The fact is that it matters hardly at all where a movement comes from and matters enormously what is done to said movement before it is cased up in a watch and ready to be sold: how much it has been modified or improved; how much care is taken in its construction; the degree of finishing and decoration, the care in adjustment to ensure optimum performance. Just look at Patek Philippe’s perpetual calendar chronographs ref 3970 and 5970: that exquisite movement began life as the Lemania calibre 2310. Who would ever dismiss it as being inferior to an in-house movement?

Some of the most creative and exciting watchmaking being done today is happening not at the in-house Manufactures but among firms that work in a modern equivalent of the old établissage system: Agenhor and Chronode both create wonderful complications for well-known brands; Christiaan van der Klaauw provided the unique expertise that Van Cleef & Arpels needed to create its Planétarium watch movements; Max Büsser has based his entire brand on sourcing outside expertise and openly acknowledging every single collaborator: the ‘F’ in MB&F stands for Friends and all of their photos are on the website.

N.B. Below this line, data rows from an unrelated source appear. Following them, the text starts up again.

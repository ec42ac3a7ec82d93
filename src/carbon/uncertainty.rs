//! Forecast Uncertainty - How wide the band around a predicted value is
//!
//! The growth model is a placeholder that has never been validated against
//! real forecast error, so sources take it as a pluggable policy.

use serde::{Deserialize, Serialize};

/// Uncertainty band for a forecast point
pub trait UncertaintyPolicy: Send + Sync {
    /// Half-width in gCO2/kWh for a prediction `hours_ahead` in the future
    fn uncertainty(&self, value_gco2_per_kwh: f64, hours_ahead: f64) -> f64;
}

/// `base + per_hour * hours_ahead`
#[derive(Debug, Clone, Copy, PartialEq, Serialize, Deserialize)]
pub struct LinearUncertainty {
    pub base_gco2_per_kwh: f64,
    pub per_hour_gco2_per_kwh: f64,
}

impl Default for LinearUncertainty {
    fn default() -> Self {
        Self {
            base_gco2_per_kwh: 10.0,
            per_hour_gco2_per_kwh: 5.0,
        }
    }
}

impl UncertaintyPolicy for LinearUncertainty {
    fn uncertainty(&self, _value_gco2_per_kwh: f64, hours_ahead: f64) -> f64 {
        (self.base_gco2_per_kwh + self.per_hour_gco2_per_kwh * hours_ahead.max(0.0)).max(0.0)
    }
}

/// Fraction of the predicted value per hour ahead
#[derive(Debug, Clone, Copy, PartialEq, Serialize, Deserialize)]
pub struct ProportionalUncertainty {
    pub fraction_per_hour: f64,
}

impl UncertaintyPolicy for ProportionalUncertainty {
    fn uncertainty(&self, value_gco2_per_kwh: f64, hours_ahead: f64) -> f64 {
        (value_gco2_per_kwh.abs() * self.fraction_per_hour * hours_ahead.max(0.0)).max(0.0)
    }
}

/// No uncertainty at all
#[derive(Debug, Clone, Copy, Default)]
pub struct NoUncertainty;

impl UncertaintyPolicy for NoUncertainty {
    fn uncertainty(&self, _value_gco2_per_kwh: f64, _hours_ahead: f64) -> f64 {
        0.0
    }
}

Perhaps the best way to illustrate the silliness of this debate: Breitling and Tudor’s movement-sharing collaboration. When they announced it in 2017, Breitling launched its SuperOcean II Chronograph with calibre B01; Tudor used the same calibre (renamed as MT5813) in its Heritage Chronograph. Could anyone possibly claim that, once installed in the Tudor watch, the same movement suddenly became inferior because Tudor had not made it?

Back to the issue of cost: there’s no disputing that an in-house movement costs more than an externally sourced one. The real question is how much higher the retail price needs to be. According to brands like Nomos and Frédérique Constant, not much. The latter offers a flyback chronograph with an in-house movement for just over USD 4600; the entry level to Nomos is less than USD 1500 for a hand-wound in-house movement.

The key issue in this story is transparency – or the lack of it. All of the obfuscation about in-house movements erodes trust – and that damages not only the brands that are engaging in disingenuous language (or even outright fibbing); it damages the entire industry.

And so, although an “in-house movement” may, at first glance, seem superior (and that’s certainly what the watch brands that use the term want us to think), it’s not necessarily the case. My advice is to take the term with a grain of salt. Know that, in many – although certainly not all – cases it’s mostly a marketing ploy. Note also that the increasing ubiquity of in-house movements has destroyed the rarity that once conferred prestige and value. Notice, too, that some of the most genuinely “in-house” brands don’t even bother to use the term: Rolex and Seiko, we’re looking at you.